We often hear parents complaining about how kids smash their toys. S Kavin Prabhu, from Rasichettipalayam village in Pollachi, Tamil Nadu, was such a kid. But his parents, especially his father Sundararaj M, an automobile mechanic and farmer, never restrained his son from spoiling things. Because every time Kavin ruined a toy, he created something better out of it.
“My childhood memories are filled with images of being with appa (father) in his mechanic shop and watching him fix things. Very soon, I did the same with whatever stuff I had. I never left anything untouched in our home,” says Kavin, who is now a third-year mechanical engineering student at the Vellore Institute of Technology.
Kavin started to attend inter-school science fests from the age of eight and came up with surprising innovations. “When I was studying in 9th standard, I made a hearing aid out of some motor and other scraps.
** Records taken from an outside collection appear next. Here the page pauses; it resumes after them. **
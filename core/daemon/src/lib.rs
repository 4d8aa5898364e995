//! relay-daemon: per-machine supervisor for agent sessions.
//!
//! The binary in `main.rs` is a thin wrapper around [`supervisor::Supervisor`].

pub mod api;
pub mod backoff;
pub mod config;
pub mod context;
pub mod control;
pub mod error;
pub mod heartbeat;
pub mod lock;
pub mod logging;
pub mod machine;
pub mod process;
pub mod registry;
pub mod shutdown;
pub mod spawn;
pub mod state_file;
pub mod supervisor;

pub use error::{DaemonError, Result};
//! Periodic self-check.
//!
//! Each tick, in order: skip if the previous tick is still running, prune dead
//! sessions, check the installed binary for an upgrade, confirm the state file
//! still names this process, then refresh `lastHeartbeat`.

use std::process::Stdio;
use std::sync::atomic::{AtomicBool, Ordering};
use std::sync::Arc;
use std::time::Duration;
use tokio::sync::watch;
use tokio::task::JoinHandle;
use tracing::{debug, error, info, warn};

use crate::context::DaemonContext;
use crate::process::binary_mtime_ms;
use crate::shutdown::ShutdownSource;
use crate::state_file::StateRead;

#[derive(Debug, Clone, Copy, PartialEq, Eq)]
pub enum TickOutcome {
    /// Previous tick still in flight.
    Skipped,
    /// Shutdown already under way; nothing written.
    ShuttingDown,
    Healthy { pruned: usize },
    VersionDrift,
    OwnershipLost,
}

/// Clears the in-flight flag when the tick ends, however it ends.
struct TickPermit(Arc<AtomicBool>);

impl Drop for TickPermit {
    fn drop(&mut self) {
        self.0.store(false, Ordering::Release);
    }
}

pub struct HeartbeatLoop {
    ctx: Arc<DaemonContext>,
    in_flight: Arc<AtomicBool>,
}

impl HeartbeatLoop {
    pub fn new(ctx: Arc<DaemonContext>) -> Self {
        Self {
            ctx,
            in_flight: Arc::new(AtomicBool::new(false)),
        }
    }

    fn try_permit(&self) -> Option<TickPermit> {
        self.in_flight
            .compare_exchange(false, true, Ordering::AcqRel, Ordering::Acquire)
            .ok()
            .map(|_| TickPermit(Arc::clone(&self.in_flight)))
    }

    pub async fn tick(&self) -> TickOutcome {
        let Some(_permit) = self.try_permit() else {
            debug!("Previous heartbeat still running; skipping tick");
            return TickOutcome::Skipped;
        };
        if self.ctx.shutdown.is_requested() {
            return TickOutcome::ShuttingDown;
        }

        let pruned = self.ctx.registry.prune().len();

        if self.binary_changed() && self.restart_for_new_binary().await {
            return TickOutcome::VersionDrift;
        }

        match self.ctx.state_store.read() {
            StateRead::Found(record) if record.pid != self.ctx.stamp.pid => {
                warn!(
                    owner_pid = record.pid,
                    our_pid = self.ctx.stamp.pid,
                    "State file names another daemon"
                );
                self.ctx.shutdown.request(
                    ShutdownSource::OwnershipLost,
                    Some(format!("state file owned by PID {}", record.pid)),
                );
                return TickOutcome::OwnershipLost;
            }
            StateRead::Found(_) => {}
            StateRead::NotFound => warn!("State file missing; rewriting"),
            StateRead::Corrupt(reason) => warn!(reason = %reason, "State file corrupt; rewriting"),
        }

        // No await between this check and the write, so teardown cannot
        // delete the file underneath us.
        if self.ctx.shutdown.is_requested() {
            return TickOutcome::ShuttingDown;
        }
        if let Err(err) = self.ctx.write_state() {
            warn!(error = %err, "Failed to write heartbeat");
        }
        debug!(pruned, sessions = self.ctx.registry.len(), "Heartbeat");
        TickOutcome::Healthy { pruned }
    }

    fn binary_changed(&self) -> bool {
        let path = &self.ctx.config.binary_path;
        match (self.ctx.stamp.binary_mtime_ms, binary_mtime_ms(path)) {
            (Some(started), Some(current)) if started != current => {
                info!(
                    path = %path.display(),
                    started_mtime_ms = started,
                    current_mtime_ms = current,
                    "Installed daemon binary changed"
                );
                true
            }
            (Some(_), None) => {
                debug!(path = %path.display(), "Daemon binary missing; skipping version check");
                false
            }
            _ => false,
        }
    }

    /// Launches the new binary, then waits for it to stop us. Returns `false`
    /// if no replacement could be started.
    async fn restart_for_new_binary(&self) -> bool {
        let config = &self.ctx.config;
        let mut command = std::process::Command::new(&config.binary_path);
        command
            .stdin(Stdio::null())
            .stdout(Stdio::null())
            .stderr(Stdio::null());
        #[cfg(unix)]
        {
            use std::os::unix::process::CommandExt;
            command.process_group(0);
        }

        match command.spawn() {
            Ok(child) => info!(replacement_pid = child.id(), "Started replacement daemon"),
            Err(err) => {
                error!(error = %err, "Failed to start replacement daemon");
                return false;
            }
        }

        let grace = config.version_restart_grace;
        tokio::select! {
            request = self.ctx.shutdown.wait() => {
                info!(source = request.source.as_str(), "Replacement daemon took over");
            }
            _ = tokio::time::sleep(grace) => {
                self.ctx.shutdown.request(
                    ShutdownSource::VersionDrift,
                    Some(format!("replacement did not take over within {}s", grace.as_secs())),
                );
            }
        }
        true
    }

    /// Runs `tick` every `interval` until the returned handle is stopped.
    /// The first tick fires one full interval after start.
    pub fn spawn(self, interval: Duration) -> HeartbeatHandle {
        let heartbeat = Arc::new(self);
        let (stop_tx, mut stop_rx) = watch::channel(false);

        let task = tokio::spawn(async move {
            let mut ticker = tokio::time::interval(interval);
            ticker.set_missed_tick_behavior(tokio::time::MissedTickBehavior::Skip);
            ticker.tick().await;
            loop {
                tokio::select! {
                    _ = ticker.tick() => {
                        let heartbeat = Arc::clone(&heartbeat);
                        tokio::spawn(async move {
                            heartbeat.tick().await;
                        });
                    }
                    _ = stop_rx.changed() => break,
                }
            }
            debug!("Heartbeat loop stopped");
        });

        info!(interval_ms = interval.as_millis() as u64, "Heartbeat started");
        HeartbeatHandle { stop_tx, task }
    }
}

pub struct HeartbeatHandle {
    stop_tx: watch::Sender<bool>,
    task: JoinHandle<()>,
}

impl HeartbeatHandle {
    pub async fn stop(self) {
        self.stop_tx.send_replace(true);
        if let Err(err) = self.task.await {
            warn!(error = %err, "Heartbeat task ended abnormally");
        }
    }
}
It was part of a project, and my inspiration to innovate the aid was my deaf grandmother. When the motor comes in touch with teeth, sounds can be heard, explains the 21-year-old inventor.
Apart from his father, his science teacher Shobhana also fuelled the innovator in him. “I attended several inter-college fests and science forums along with a friend. I got into advanced projects during 11th standard,” he shares.
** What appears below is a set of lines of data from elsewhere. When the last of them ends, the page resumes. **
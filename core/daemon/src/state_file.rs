//! Persisted daemon state (`daemon.state.json`).
//!
//! Rewritten on every heartbeat and deleted on graceful shutdown. Writes go
//! through a temp file and rename, but readers still treat any partial or
//! unparseable content as `Corrupt` instead of failing.

use fs_err as fs;
use relay_daemon_protocol::DaemonStateRecord;
use std::path::{Path, PathBuf};

use crate::error::{DaemonError, Result};

#[derive(Debug, Clone, PartialEq, Eq)]
pub enum StateRead {
    Found(DaemonStateRecord),
    NotFound,
    Corrupt(String),
}

#[derive(Debug, Clone)]
pub struct StateStore {
    path: PathBuf,
}

impl StateStore {
    pub fn new(path: impl Into<PathBuf>) -> Self {
        Self { path: path.into() }
    }

    pub fn path(&self) -> &Path {
        &self.path
    }

    pub fn read(&self) -> StateRead {
        let data = match fs::read(&self.path) {
            Ok(data) => data,
            Err(err) if err.kind() == std::io::ErrorKind::NotFound => return StateRead::NotFound,
            Err(err) => return StateRead::Corrupt(format!("unreadable: {}", err)),
        };

        let record: DaemonStateRecord = match serde_json::from_slice(&data) {
            Ok(record) => record,
            Err(err) => return StateRead::Corrupt(format!("invalid JSON: {}", err)),
        };

        match record.validate() {
            Ok(()) => StateRead::Found(record),
            Err(err) => StateRead::Corrupt(format!("{}: {}", err.code, err.message)),
        }
    }

    pub fn write(&self, record: &DaemonStateRecord) -> Result<()> {
        if let Some(parent) = self.path.parent() {
            fs::create_dir_all(parent)
                .map_err(|err| DaemonError::io("create state directory", err))?;
        }

        let payload = serde_json::to_vec_pretty(record).map_err(|err| DaemonError::Json {
            context: "serialize daemon state".to_string(),
            source: err,
        })?;
        let tmp_path = self.path.with_extension("json.tmp");
        fs::write(&tmp_path, payload).map_err(|err| DaemonError::io("write daemon state", err))?;
        fs::rename(&tmp_path, &self.path)
            .map_err(|err| DaemonError::io("commit daemon state", err))?;
        Ok(())
    }

    /// Returns whether a file was actually removed.
    pub fn delete(&self) -> Result<bool> {
        match fs::remove_file(&self.path) {
            Ok(()) => Ok(true),
            Err(err) if err.kind() == std::io::ErrorKind::NotFound => Ok(false),
            Err(err) => Err(DaemonError::io("delete daemon state", err)),
        }
    }
}
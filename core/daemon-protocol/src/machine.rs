//! Machine channel frames and the versioned-update contract.
//!
//! Metadata and daemon state are versioned independently so that frequent
//! status updates never contend with rare metadata edits. Every write carries
//! the version the writer last observed; a stale write is rejected with the
//! authoritative version and value, and nothing changes.

use serde::{Deserialize, Serialize};
use serde_json::Value;

pub const EVENT_MACHINE_ALIVE: &str = "machine-alive";
pub const EVENT_UPDATE_STATE: &str = "machine-update-state";
pub const EVENT_UPDATE_METADATA: &str = "machine-update-metadata";

pub const RPC_SPAWN_SESSION: &str = "spawn-happy-session";
pub const RPC_STOP_SESSION: &str = "stop-session";
pub const RPC_STOP_DAEMON: &str = "stop-daemon";

pub const RPC_METHODS: [&str; 3] = [RPC_SPAWN_SESSION, RPC_STOP_SESSION, RPC_STOP_DAEMON];

/// RPC names are scoped by machine id so a shared coordinator can route them.
pub fn scoped_method(machine_id: &str, method: &str) -> String {
    format!("{}:{}", machine_id, method)
}

/// Returns the bare method name when `scoped` targets `machine_id`.
pub fn unscope_method<'a>(machine_id: &str, scoped: &'a str) -> Option<&'a str> {
    let (target, method) = scoped.split_once(':')?;
    (target == machine_id).then_some(method)
}

#[derive(Debug, Serialize, Deserialize, Clone, PartialEq, Eq)]
#[serde(rename_all = "camelCase")]
pub struct MachineMetadata {
    pub host: String,
    pub platform: String,
    pub cli_version: String,
    pub home_dir: String,
    pub relay_home_dir: String,
    pub relay_lib_dir: String,
}

#[derive(Debug, Serialize, Deserialize, Clone, Copy, PartialEq, Eq)]
#[serde(rename_all = "kebab-case")]
pub enum DaemonStatus {
    Running,
    ShuttingDown,
    Offline,
}

#[derive(Debug, Serialize, Deserialize, Clone, PartialEq, Eq)]
#[serde(rename_all = "camelCase")]
pub struct RemoteDaemonState {
    pub status: DaemonStatus,
    #[serde(default, skip_serializing_if = "Option::is_none")]
    pub pid: Option<u32>,
    #[serde(default, skip_serializing_if = "Option::is_none")]
    pub http_port: Option<u16>,
    #[serde(default, skip_serializing_if = "Option::is_none")]
    pub started_at: Option<i64>,
    #[serde(default, skip_serializing_if = "Option::is_none")]
    pub shutdown_requested_at: Option<i64>,
    #[serde(default, skip_serializing_if = "Option::is_none")]
    pub shutdown_source: Option<String>,
}

#[derive(Debug, Serialize, Deserialize, Clone, Copy, PartialEq, Eq)]
#[serde(rename_all = "kebab-case")]
pub enum UpdateResult {
    Success,
    VersionMismatch,
    Error,
}

#[derive(Debug, Serialize, Deserialize, Clone, PartialEq, Eq)]
#[serde(rename_all = "camelCase")]
pub struct MachineAlive {
    pub machine_id: String,
    /// Unix epoch milliseconds.
    pub time: i64,
}

#[derive(Debug, Serialize, Deserialize, Clone, PartialEq, Eq)]
#[serde(rename_all = "camelCase")]
pub struct UpdateStateRequest {
    pub machine_id: String,
    pub daemon_state: RemoteDaemonState,
    pub expected_version: u64,
}

#[derive(Debug, Serialize, Deserialize, Clone, PartialEq, Eq)]
#[serde(rename_all = "camelCase")]
pub struct StateUpdateAck {
    pub result: UpdateResult,
    #[serde(default)]
    pub version: u64,
    #[serde(default)]
    pub daemon_state: Option<RemoteDaemonState>,
}

#[derive(Debug, Serialize, Deserialize, Clone, PartialEq, Eq)]
#[serde(rename_all = "camelCase")]
pub struct UpdateMetadataRequest {
    pub machine_id: String,
    pub metadata: MachineMetadata,
    pub expected_version: u64,
}

#[derive(Debug, Serialize, Deserialize, Clone, PartialEq, Eq)]
#[serde(rename_all = "camelCase")]
pub struct MetadataUpdateAck {
    pub result: UpdateResult,
    #[serde(default)]
    pub version: u64,
    #[serde(default)]
    pub metadata: Option<MachineMetadata>,
}

#[derive(Debug, Serialize, Deserialize, Clone, PartialEq, Eq)]
pub struct StopDaemonResult {
    pub message: String,
}

// ─────────────────────────────────────────────────────────────────────────────
// Registration (HTTP)
// ─────────────────────────────────────────────────────────────────────────────

#[derive(Debug, Serialize, Deserialize, Clone, PartialEq, Eq)]
#[serde(rename_all = "camelCase")]
pub struct RegisterMachineRequest {
    pub id: String,
    pub metadata: MachineMetadata,
    pub daemon_state: RemoteDaemonState,
}

#[derive(Debug, Serialize, Deserialize, Clone, PartialEq, Eq)]
#[serde(rename_all = "camelCase")]
pub struct MachineRecord {
    pub id: String,
    pub metadata: MachineMetadata,
    pub metadata_version: u64,
    #[serde(default)]
    pub daemon_state: Option<RemoteDaemonState>,
    pub daemon_state_version: u64,
}

#[derive(Debug, Serialize, Deserialize, Clone, PartialEq, Eq)]
pub struct RegisterMachineResponse {
    pub machine: MachineRecord,
}

// ─────────────────────────────────────────────────────────────────────────────
// Frames
// ─────────────────────────────────────────────────────────────────────────────

/// One JSON object per WebSocket text frame.
#[derive(Debug, Serialize, Deserialize, Clone, PartialEq)]
#[serde(tag = "type", rename_all = "kebab-case")]
pub enum Frame {
    /// Fire-and-forget event.
    Emit { event: String, data: Value },
    /// Event that expects an `Ack` with the same id.
    Request { id: u64, event: String, data: Value },
    Ack { id: u64, data: Value },
    RpcRegister { method: String },
    RpcRequest {
        id: String,
        method: String,
        #[serde(default)]
        params: Value,
    },
    RpcResponse { id: String, result: Value },
}

impl Frame {
    pub fn encode(&self) -> Result<String, serde_json::Error> {
        serde_json::to_string(self)
    }

    pub fn decode(text: &str) -> Result<Self, serde_json::Error> {
        serde_json::from_str(text)
    }
}

// ─────────────────────────────────────────────────────────────────────────────
// Versioned values
// ─────────────────────────────────────────────────────────────────────────────

/// A value guarded by optimistic concurrency.
#[derive(Debug, Clone, PartialEq, Eq)]
pub struct Versioned<T> {
    version: u64,
    value: T,
}

/// Rejected proposal: the authoritative version and value.
#[derive(Debug, Clone, PartialEq, Eq)]
pub struct VersionMismatch<T> {
    pub version: u64,
    pub current: T,
}

impl<T: Clone> Versioned<T> {
    pub fn new(version: u64, value: T) -> Self {
        Self { version, value }
    }

    pub fn version(&self) -> u64 {
        self.version
    }

    pub fn value(&self) -> &T {
        &self.value
    }

    /// Applies `value` only if `expected` is the current version.
    pub fn propose(&mut self, expected: u64, value: T) -> Result<u64, VersionMismatch<T>> {
        if expected != self.version {
            return Err(VersionMismatch {
                version: self.version,
                current: self.value.clone(),
            });
        }
        self.version += 1;
        self.value = value;
        Ok(self.version)
    }
}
During that period, Kavin invented a pothole detector – which, based on vibrations, ascertains approaching gutters. “It could also be used to understand the quality of roads.”
Even though all these projects didn’t go ahead beyond a certain limit, Kavin was elated when he got admitted into his dream course. He expected to work on bigger projects which would pave the way to his startup dreams in future.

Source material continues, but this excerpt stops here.